▸ Requirement
Find each line of the entries with the string "DuckdbStore", please, and copy it.

▸ Records supplied
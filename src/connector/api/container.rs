use std::path::PathBuf;
use std::sync::Arc;

use anyhow::{Context, Result};
use tracing::debug;

use crate::application::{
    Clock, PullRequestService, StatsService, TeamService, TransactionManager, UserService,
};
use crate::connector::{DuckdbStore, InMemoryStore, SystemClock};

pub struct ContainerConfig {
    pub data_dir: String,
    /// Keep all state in process memory; nothing is written under `data_dir`.
    pub memory_storage: bool,
}

/// Wires the store and clock into the services.
pub struct Container {
    transactions: Arc<dyn TransactionManager>,
    clock: Arc<dyn Clock>,
    config: ContainerConfig,
}

impl Container {
    pub fn new(config: ContainerConfig) -> Result<Self> {
        let transactions: Arc<dyn TransactionManager> = if config.memory_storage {
            debug!("Using in-memory storage");
            Arc::new(InMemoryStore::new())
        } else {
            std::fs::create_dir_all(&config.data_dir)
                .with_context(|| format!("Failed to create data dir {}", config.data_dir))?;
            let db_path = PathBuf::from(&config.data_dir).join("pr-reviewer.duckdb");
            debug!("Using DuckDB storage at {:?}", db_path);
            Arc::new(DuckdbStore::new(&db_path)?)
        };

        Ok(Self::with_parts(transactions, Arc::new(SystemClock::new()), config))
    }

    /// Builds a container over an existing store and clock.
    pub fn with_parts(
        transactions: Arc<dyn TransactionManager>,
        clock: Arc<dyn Clock>,
        config: ContainerConfig,
    ) -> Self {
        Self {
            transactions,
            clock,
            config,
        }
    }

    pub fn team_service(&self) -> TeamService {
        TeamService::new(self.transactions.clone(), self.clock.clone())
    }

    pub fn user_service(&self) -> UserService {
        UserService::new(self.transactions.clone())
    }

    pub fn pull_request_service(&self) -> PullRequestService {
        PullRequestService::new(self.transactions.clone(), self.clock.clone())
    }

    pub fn stats_service(&self) -> StatsService {
        StatsService::new(self.transactions.clone())
    }

    pub fn data_dir(&self) -> &str {
        &self.config.data_dir
    }

    pub fn memory_storage(&self) -> bool {
        self.config.memory_storage
    }
}
pub mod application;
pub mod cli;
pub mod connector;
pub mod domain;

pub use application::{
    Clock, PullRequestRepository, PullRequestService, StatsService, TeamRepository, TeamService,
    Transaction, TransactionManager, UserRepository, UserService,
};

pub use cli::{Commands, OutputFormat};

pub use connector::{DuckdbStore, FixedClock, InMemoryStore, SystemClock};

pub use domain::{
    DomainError, NewTeamMember, PullRequest, PullRequestStatus, ReviewerPool, ReviewerStat, Team,
    User, MAX_REVIEWERS,
};
use std::sync::Arc;

use tracing::{debug, info};

use crate::application::{Clock, TransactionManager};
use crate::domain::{DomainError, PullRequest, ReviewerPool, MAX_REVIEWERS};

/// Pull request lifecycle: creation with automatic reviewer assignment,
/// merge, and reviewer reassignment.
pub struct PullRequestService {
    transactions: Arc<dyn TransactionManager>,
    clock: Arc<dyn Clock>,
}

impl PullRequestService {
    pub fn new(transactions: Arc<dyn TransactionManager>, clock: Arc<dyn Clock>) -> Self {
        Self {
            transactions,
            clock,
        }
    }

    /// Opens a pull request and assigns up to two active teammates of the
    /// author. A team with no eligible teammates yields no reviewers.
    pub async fn create(
        &self,
        id: &str,
        title: &str,
        author_id: &str,
    ) -> Result<PullRequest, DomainError> {
        if id.trim().is_empty() {
            return Err(DomainError::invalid_input("pull request id is required"));
        }
        if title.trim().is_empty() {
            return Err(DomainError::invalid_input("pull request title is required"));
        }

        let mut tx = self.transactions.begin().await?;

        let author = tx.users().get_by_id(author_id).await?;
        let teammates = tx
            .users()
            .list_active_by_team_name(author.team_name())
            .await?;
        let reviewers = ReviewerPool::new(teammates)
            .excluding(author.id())
            .take(MAX_REVIEWERS);

        let pull_request = PullRequest::open(id, title, author.id(), reviewers, self.clock.now())?;
        tx.pull_requests().create(&pull_request).await?;
        tx.commit().await?;

        info!(
            "Created pull request {} by {} with reviewers {:?}",
            pull_request.id(),
            pull_request.author_id(),
            pull_request.reviewers()
        );
        Ok(pull_request)
    }

    /// Marks the pull request merged. Merging again returns the stored
    /// record untouched.
    pub async fn merge(&self, id: &str) -> Result<PullRequest, DomainError> {
        let mut tx = self.transactions.begin().await?;
        let mut pull_request = tx.pull_requests().get_by_id(id).await?;

        if !pull_request.merge(self.clock.now()) {
            debug!("Pull request {} already merged", id);
            return Ok(pull_request);
        }

        tx.pull_requests().update(&pull_request).await?;
        tx.commit().await?;

        info!("Merged pull request {}", id);
        Ok(pull_request)
    }

    /// Replaces `old_reviewer_id` with the first eligible active member of
    /// that reviewer's team, keeping its position in the reviewer list.
    pub async fn reassign_reviewer(
        &self,
        pr_id: &str,
        old_reviewer_id: &str,
    ) -> Result<PullRequest, DomainError> {
        let (pull_request, _) = self.reassign(pr_id, old_reviewer_id).await?;
        Ok(pull_request)
    }

    /// Like [`Self::reassign_reviewer`], also returning the id of the user
    /// who took over.
    pub async fn reassign(
        &self,
        pr_id: &str,
        old_reviewer_id: &str,
    ) -> Result<(PullRequest, String), DomainError> {
        let mut tx = self.transactions.begin().await?;
        let mut pull_request = tx.pull_requests().get_by_id(pr_id).await?;

        if pull_request.is_merged() {
            return Err(DomainError::pull_request_merged(pr_id));
        }
        if !pull_request.has_reviewer(old_reviewer_id) {
            return Err(DomainError::not_assigned(format!(
                "user {} is not a reviewer of {}",
                old_reviewer_id, pr_id
            )));
        }

        let old_reviewer = tx.users().get_by_id(old_reviewer_id).await?;
        let teammates = tx
            .users()
            .list_active_by_team_name(old_reviewer.team_name())
            .await?;
        let pool = ReviewerPool::new(teammates)
            .excluding(old_reviewer.id())
            .excluding(pull_request.author_id())
            .excluding_all(pull_request.reviewers());

        let replacement = match pool.first() {
            Some(user) => user.id().to_string(),
            None => {
                return Err(DomainError::no_candidate(format!(
                    "no active replacement for {} in team {}",
                    old_reviewer_id,
                    old_reviewer.team_name()
                )))
            }
        };

        pull_request.replace_reviewer(old_reviewer_id, &replacement)?;
        tx.pull_requests().update(&pull_request).await?;
        tx.commit().await?;

        info!(
            "Reassigned pull request {}: {} -> {}",
            pr_id, old_reviewer_id, replacement
        );
        Ok((pull_request, replacement))
    }
}
mod duckdb_store;
mod in_memory_store;
mod system_clock;

pub use duckdb_store::*;
pub use in_memory_store::*;
pub use system_clock::*;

▸ Solution to the exercise
use crate::connector::{DuckdbStore, InMemoryStore, SystemClock};
            Arc::new(DuckdbStore::new(&db_path)?)
pub use connector::{DuckdbStore, FixedClock, InMemoryStore, SystemClock};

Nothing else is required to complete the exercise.